In the smaller H1hesc U-domains, the concentration of EC1 around the bordering master replication initiation zones and the distribution of EC2 nearby in mid-S phase proximal regions (Fig. 7A) resembles to the organization of high-GC, gene-rich chromatin states (C1, C2) in differentiated cells (Fig. 7A’). However the distributions of EC3 and EC4 (Fig. 7A) are different from those of C3 and C4 in Nhdfad (Fig. 7A’) and K562 [92]. EC3 is still depleted at U-domain borders and mainly covers the center of the largest U-domains. Importantly, unlike C4, EC4 is now found at many U-domain borders as well as inside these domains. As addressed in the “Discussion”, this homogeneous distribution of the gene-poor silent EC4 state inside replication U-domains actually reflects the almost uniform covering (inside U-domains as well as outside) of the human genome by the histone variant H2AZ in pluripotent cells (Fig. 8A) [28].

Figure 8. Epigenetic marks enrichment in specific MRT U-domains of H1hesc and Nhdfad.

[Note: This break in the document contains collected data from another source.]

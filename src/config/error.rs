use std::fmt;
use std::path::PathBuf;
use thiserror::Error;

#[derive(Debug, Error)]
#[non_exhaustive]
pub enum ConfigError {
    #[error("config file not found or not readable: {path}: {source}")]
    NotFound {
        path: PathBuf,
        source: std::io::Error,
    },

    #[error("failed to read config file '{path}': {source}")]
    Read {
        path: PathBuf,
        source: std::io::Error,
    },

    #[error("invalid line {line} in '{path}': {content:?}: {reason}")]
    Syntax {
        path: PathBuf,
        line: usize,
        content: String,
        reason: SyntaxReason,
    },

    #[error("missing required key: {0}")]
    MissingRequiredKey(String),

    #[error("invalid integer for key {key}: {value:?}")]
    TypeCoercion { key: String, value: String },

    #[error("unknown keys: {}", .0.join(", "))]
    UnknownKeys(Vec<String>),

    #[error("field {key} must be within {low} and {high}, but is {value}")]
    OutOfRange {
        key: String,
        low: i64,
        high: i64,
        value: i64,
    },

    #[error("field {key} must be one of [{}], but is {value:?}", .allowed.join(", "))]
    NotOneOf {
        key: String,
        allowed: Vec<String>,
        value: String,
    },

    #[error("field {key} must be a {access} directory, but {path}: {detail}")]
    Permission {
        key: String,
        path: PathBuf,
        access: Access,
        detail: String,
    },

    #[error("validation rule {rule:?} not supported for field {key}")]
    UnsupportedRule { key: String, rule: String },

    #[error("{path}: {source}")]
    InFile {
        path: PathBuf,
        source: Box<ConfigError>,
    },
}

impl ConfigError {
    /// Attaches the path of the file being loaded to this error.
    pub(crate) fn in_file(self, path: impl Into<PathBuf>) -> Self {
        match self {
            // Reader errors already carry their path.
            e @ (ConfigError::NotFound { .. }
            | ConfigError::Read { .. }
            | ConfigError::Syntax { .. }
            | ConfigError::InFile { .. }) => e,
            e => ConfigError::InFile {
                path: path.into(),
                source: Box::new(e),
            },
        }
    }

    /// The schema key this error is about, if it concerns a single key.
    ///
    /// For unknown keys this is the first one reported.
    pub fn key(&self) -> Option<&str> {
        match self {
            ConfigError::MissingRequiredKey(key)
            | ConfigError::TypeCoercion { key, .. }
            | ConfigError::OutOfRange { key, .. }
            | ConfigError::NotOneOf { key, .. }
            | ConfigError::Permission { key, .. }
            | ConfigError::UnsupportedRule { key, .. } => Some(key),
            ConfigError::UnknownKeys(keys) => keys.first().map(String::as_str),
            ConfigError::InFile { source, .. } => source.key(),
            _ => None,
        }
    }

    /// Returns the innermost error, looking through any file context.
    pub fn root(&self) -> &ConfigError {
        match self {
            ConfigError::InFile { source, .. } => source.root(),
            e => e,
        }
    }
}

/// Why a flat file line was rejected.
#[derive(Debug, Clone, Copy, PartialEq, Eq)]
pub enum SyntaxReason {
    MissingEquals,
    EmptyKey,
    EmptyValue,
    KeyContainsWhitespace,
}

impl fmt::Display for SyntaxReason {
    fn fmt(&self, f: &mut fmt::Formatter<'_>) -> fmt::Result {
        f.write_str(match self {
            SyntaxReason::MissingEquals => "no '=' found",
            SyntaxReason::EmptyKey => "key is empty",
            SyntaxReason::EmptyValue => "value is empty",
            SyntaxReason::KeyContainsWhitespace => "key contains whitespace",
        })
    }
}

/// The kind of directory access a rule demands.
#[derive(Debug, Clone, Copy, PartialEq, Eq)]
pub enum Access {
    Readable,
    Writeable,
}

impl fmt::Display for Access {
    fn fmt(&self, f: &mut fmt::Formatter<'_>) -> fmt::Result {
        f.write_str(match self {
            Access::Readable => "readable",
            Access::Writeable => "writeable",
        })
    }
}
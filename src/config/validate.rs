//! Rule evaluation for mapped objects.

use std::fs::{self, OpenOptions};
use std::io::Write;
use std::path::Path;

use super::error::Access;
use super::rule::Rule;
use super::schema::{FieldValue, Schema};
use super::ConfigError;

const WRITE_CHECK_NAME: &str = ".tmp_write_test";

/// Checks every field rule of `target` in schema order.
///
/// Stops at the first violation.
pub fn validate<T>(schema: &Schema<T>, target: &T) -> Result<(), ConfigError> {
    for field in schema.fields() {
        let Some(rule) = field.validation_rule() else {
            continue;
        };
        let key = field.key();
        let value = field.value(target);
        tracing::trace!(field = key, %rule, %value, "checking rule");

        match (rule, value) {
            (Rule::Within { low, high }, FieldValue::Int(v)) => {
                if v < *low || v > *high {
                    return Err(ConfigError::OutOfRange {
                        key: key.to_string(),
                        low: *low,
                        high: *high,
                        value: v,
                    });
                }
            }
            (Rule::OneOf(allowed), FieldValue::Str(v)) => {
                if !allowed.iter().any(|a| a == v) {
                    return Err(ConfigError::NotOneOf {
                        key: key.to_string(),
                        allowed: allowed.clone(),
                        value: v.to_string(),
                    });
                }
            }
            (Rule::ReadableDirectory, FieldValue::Str(v)) => check_readable(key, Path::new(v))?,
            (Rule::WriteableDirectory, FieldValue::Str(v)) => check_writeable(key, Path::new(v))?,
            (rule, _) => {
                return Err(ConfigError::UnsupportedRule {
                    key: key.to_string(),
                    rule: rule.to_string(),
                })
            }
        }
    }

    Ok(())
}

fn permission(key: &str, path: &Path, access: Access, detail: impl Into<String>) -> ConfigError {
    ConfigError::Permission {
        key: key.to_string(),
        path: path.to_path_buf(),
        access,
        detail: detail.into(),
    }
}

fn check_directory(key: &str, path: &Path, access: Access) -> Result<(), ConfigError> {
    match fs::metadata(path) {
        Ok(meta) if meta.is_dir() => Ok(()),
        Ok(_) => Err(permission(key, path, access, "not a directory")),
        Err(e) => Err(permission(key, path, access, format!("not accessible: {e}"))),
    }
}

fn check_readable(key: &str, path: &Path) -> Result<(), ConfigError> {
    check_directory(key, path, Access::Readable)?;

    let mut entries =
        fs::read_dir(path).map_err(|e| permission(key, path, Access::Readable, e.to_string()))?;
    if let Some(Err(e)) = entries.next() {
        return Err(permission(key, path, Access::Readable, e.to_string()));
    }
    Ok(())
}

/// Creates, writes and removes a scratch file. Permission bits alone don't
/// account for ACLs or read-only mounts.
fn check_writeable(key: &str, path: &Path) -> Result<(), ConfigError> {
    check_directory(key, path, Access::Writeable)?;

    let scratch = path.join(WRITE_CHECK_NAME);
    let written = OpenOptions::new()
        .write(true)
        .create(true)
        .truncate(true)
        .open(&scratch)
        .and_then(|mut file| file.write_all(b"kamonitu"));
    if let Err(e) = written {
        // The file may exist even though the write failed.
        let _ = fs::remove_file(&scratch);
        return Err(permission(key, path, Access::Writeable, e.to_string()));
    }

    fs::remove_file(&scratch).map_err(|e| {
        permission(
            key,
            path,
            Access::Writeable,
            format!("write check file could not be removed: {e}"),
        )
    })
}
use crate::config::ConfigError;
use crate::store::StoreError;
use thiserror::Error;

/// Top-level error type for the kamonitu-config library.
#[derive(Debug, Error)]
#[non_exhaustive]
pub enum Error {
    #[error("configuration error: {0}")]
    Config(#[from] ConfigError),

    #[error("check definition store error: {0}")]
    Store(#[from] StoreError),
}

(A) Mean coverage of H2AZ enriched intervals with respect to the distance to the closest U-domain border specific to the cell line. The different colors correspond to specific U-domains of Nhdfad (black), specific U-domains of H1hesc whose border is in EC1 or EC2 (red) and specific U-domains of H1hesc whose border is in EC4 (blue). (B), (C) and (D) are as (A) for respectively CTCF, NANOG anf OCT4. Note that in (C) and (D) coverage are per thousand.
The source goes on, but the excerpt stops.